A benefit of this being in DVD format is that the beginner can freeze each frame to study the details of every step, whereas a VHS video tends to flicker and shake when paused on screen.

In short, this is very well done, especially considering it's the video version of a self-published book. I should also note that this is not just a thinly veiled advertorial for ImagiKnit. The store is never mentioned, and Isaacs doesn't even list her name on the cover.

Click to Begin
The contents have been thoughtfully assembled and edited into three sections: Getting Started, Needed Skills, and Begin Your Project.

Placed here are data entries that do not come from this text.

mod common;

use common::{configuration, mask_rows, rows};

use cody::CodyError;
use cody::config::{ColumnSelection, PruningMode};
use cody::preprocess::Preprocessor;

#[test]
fn row_counts_add_up_to_raw_rows() {
    let config = configuration(1.0, PruningMode::Clique);
    let data = rows(&[
        &["1", "", "a"],
        &["2", "", "b"],
        &["", "", ""],
        &["3", "x", "c"],
        &["4", "", "d"],
        &["", "", ""],
    ]);
    let pre = Preprocessor::new(&config).run(data).expect("preprocess ok");
    assert_eq!(pre.raw_rows(), 6);
    assert_eq!(pre.distinct_rows(), 3, "{{1}}, {{0,1,2}} and {{}}");
    assert_eq!(pre.row_counts().iter().sum::<u64>(), pre.raw_rows());
    assert_eq!(pre.row_counts(), &[3, 2, 1], "insertion order is kept");
    assert_eq!(pre.null_cells(), 9);
    for bitmap in pre.columns() {
        assert!(bitmap.len() <= pre.distinct_rows() as u64);
    }
}

#[test]
fn identical_columns_share_a_representative() {
    let config = configuration(1.0, PruningMode::Clique);
    let data = mask_rows(&[
        vec![true, false, true, false],
        vec![false, false, false, true],
        vec![true, true, true, false],
    ]);
    let pre = Preprocessor::new(&config).run(data).expect("preprocess ok");
    assert_eq!(pre.original_columns(), 4);
    assert_eq!(pre.columns().len(), 3);
    assert_eq!(pre.duplicates(), &[vec![0, 2], vec![1], vec![3]]);
    assert_eq!(pre.representative_of(2), Some(0));
    assert_eq!(pre.representative_of(3), Some(2));
    assert_eq!(pre.representative_of(4), None);
    // representatives differ pairwise
    for (i, a) in pre.columns().iter().enumerate() {
        for b in &pre.columns()[i + 1..] {
            assert_ne!(a, b);
        }
    }
}

#[test]
fn disabled_deduplication_keeps_everything() {
    let mut config = configuration(1.0, PruningMode::Clique);
    config.deduplicate = false;
    let data = mask_rows(&[
        vec![true, true],
        vec![true, true],
        vec![false, false],
    ]);
    let pre = Preprocessor::new(&config).run(data).expect("preprocess ok");
    assert_eq!(pre.raw_rows(), 3);
    assert_eq!(pre.distinct_rows(), 3);
    assert_eq!(pre.row_counts(), &[1, 1, 1]);
    assert_eq!(pre.columns().len(), 2);
    assert_eq!(pre.duplicates(), &[vec![0], vec![1]]);
}

#[test]
fn header_names_are_not_data() {
    let mut config = configuration(1.0, PruningMode::Clique);
    config.has_header = true;
    config.null_value = "?".into();
    let data = rows(&[&["id", "name", "note"], &["1", "?", "?"], &["2", "bob", "?"]]);
    let pre = Preprocessor::new(&config).run(data).expect("preprocess ok");
    assert_eq!(pre.raw_rows(), 2);
    assert_eq!(
        pre.column_names(),
        Some(&["id".to_string(), "name".into(), "note".into()][..])
    );
    assert_eq!(pre.null_cells(), 3);
}

#[test]
fn row_limit_and_prefix_selection() {
    let mut config = configuration(1.0, PruningMode::Clique);
    config.has_header = true;
    config.row_limit = Some(2);
    config.columns = ColumnSelection::Prefix { count: 2 };
    let data = rows(&[
        &["a", "b", "c"],
        &["", "1", ""],
        &["", "", ""],
        &["", "", ""],
    ]);
    let pre = Preprocessor::new(&config).run(data).expect("preprocess ok");
    assert_eq!(pre.raw_rows(), 2);
    assert_eq!(pre.original_columns(), 2);
    assert_eq!(pre.column_names(), Some(&["a".to_string(), "b".into()][..]));
    assert_eq!(pre.null_cells(), 3);
}

#[test]
fn random_selection_is_reproducible() {
    let mut config = configuration(1.0, PruningMode::Clique);
    config.has_header = true;
    config.columns = ColumnSelection::Random { count: 3, max: 5, seed: Some(7) };
    let header: &[&str] = &["c0", "c1", "c2", "c3", "c4", "c5"];
    let first = Preprocessor::new(&config)
        .run(rows(&[header, &["", "", "", "", "", ""]]))
        .expect("preprocess ok");
    let second = Preprocessor::new(&config)
        .run(rows(&[header, &["", "", "", "", "", ""]]))
        .expect("preprocess ok");
    let names = first.column_names().expect("names").to_vec();
    assert_eq!(names.len(), 3);
    assert_eq!(Some(&names[..]), second.column_names());
    assert!(names.windows(2).all(|w| w[0] < w[1]), "file order kept");
    assert!(!names.contains(&"c5".to_string()), "sampled below the bound");
}

#[test]
fn selection_beyond_source_width_is_a_config_error() {
    let mut config = configuration(1.0, PruningMode::Clique);
    config.columns = ColumnSelection::Prefix { count: 4 };
    let result = Preprocessor::new(&config).run(rows(&[&["", ""]]));
    assert!(matches!(result, Err(CodyError::Config(_))));
}

#[test]
fn malformed_arity_is_an_error() {
    let mut config = configuration(1.0, PruningMode::Clique);
    config.has_header = true;
    let data = rows(&[&["a", "b", "c"], &["1", "2", "3"], &["1", "2"]]);
    match Preprocessor::new(&config).run(data) {
        Err(CodyError::RowArity { row, expected, found }) => {
            assert_eq!((row, expected, found), (3, 3, 2));
        }
        other => panic!("expected an arity error, got {other:?}"),
    }
}

#[test]
fn empty_sources() {
    let config = configuration(1.0, PruningMode::Clique);
    let pre = Preprocessor::new(&config).run(rows(&[])).expect("preprocess ok");
    assert_eq!(pre.raw_rows(), 0);
    assert_eq!(pre.distinct_rows(), 0);
    assert!(pre.columns().is_empty());

    let mut config = configuration(1.0, PruningMode::Clique);
    config.has_header = true;
    let pre = Preprocessor::new(&config).run(rows(&[&["a", "b"]])).expect("preprocess ok");
    assert_eq!(pre.raw_rows(), 0);
    assert_eq!(pre.original_columns(), 2);
}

In the first section, Allison clearly demonstrates how to cast on and knit. Although she only shows one cast-on method (the long-tail), I was pleased to see her show how to knit in both the Continental and English style. Variety in cast-ons is nothing compared to the importance of helping a beginner find a comfortable way to hold the yarn.

Simple Skills
Then comes the Needed Skills section. Here's where you learn how to purl (both in the English and Continental method), plus undo stitches and rows of stitches, make increases (knitting through the front and back of the same stitch, and vice-versa for purl rows), decreases (knit or purl two together), starting a new ball of yarn, casting off, and weaving in the ends.

Projects: Tips
And finally, we get to the Begin Your Project section. It begins with a helpful tutorial on how to read a yarn label—something I know Allison has explained to her customers hundreds of times already.

She pays special attention to the issue of gauge (what those numbers mean, why it matters, and how to figure out your own gauge), plus fiber information, what a dye lot is and why it matters, plus needle size, care, and yardage.

There's a little tutorial on knitting needles, which is a great help for rank beginners who might otherwise go crosseyed staring at all the needles available in most stores.

Isaacs explains the nuances of straight versus circular needles, the various materials in which they are made, standard lengths, and which kind of needle is most appropriate for which kind of work.

You'll also find a quick reference of stitch patterns that combine knitting and purling: garter, stockinette, seed, and one-by-one ribbing.

Projects: Patterns
Because the best way to learn is by practicing, the DVD also includes several extremely basic patterns for a baby blanket, two shawls, a poncho, and scarf.

They're all ideal for beginners, but even I was sorely tempted to try one of the shawls, which looked like a significantly easier version of the Union Square Poncho in Melanie Falick's Weekend Knitting.

Smart Shops Take Note
Shop owners would be wise to consider carrying this DVD. It wouldn't replace their need to teach people, but it would help with those customers who go home and promptly forget what they were just taught.

It would also be excellent in ad hoc kit form: yarn and needles for the project, plus the DVD explaining what to do.

Potential Pattern Confusion
Only once did my eyes slow and confusion cloud my horizon: the patterns. They are perfect beginner projects, but some of them may have been edited a little too much for brevity.

One, for example, says to knit until you have 25 inches, not indicating if that's length or width. (Most of us would understand they mean length, but remember, this is for complete beginners.)

Another pattern gives no gauge and only specifies a needle size and "mohair" for the yarn. Although experienced knitters would look at the picture and guess brushed mohair, a beginner might not know this. That's another reason for shop owners to familiarize themselves with this DVD, so they can point yarn-seeking newbies in the right direction.

Add to your Arsenal
As I mentioned before, this DVD is intended for the absolute beginner knitter. It was kept intentionally simple and brief, showing only a few ways of doing things. Yet in its 40-minute running time, it covers everything you'd need to know.

I like to outfit my new recruits with a little care package to help them on on their knitterly journey. This DVD would be a welcome addition, especially for people who learn best by watching others.

Slip it in a bag with some Aurora Bulky and a pair of 9-inch US 11 Crystal Palace needles and you'll hook them for life.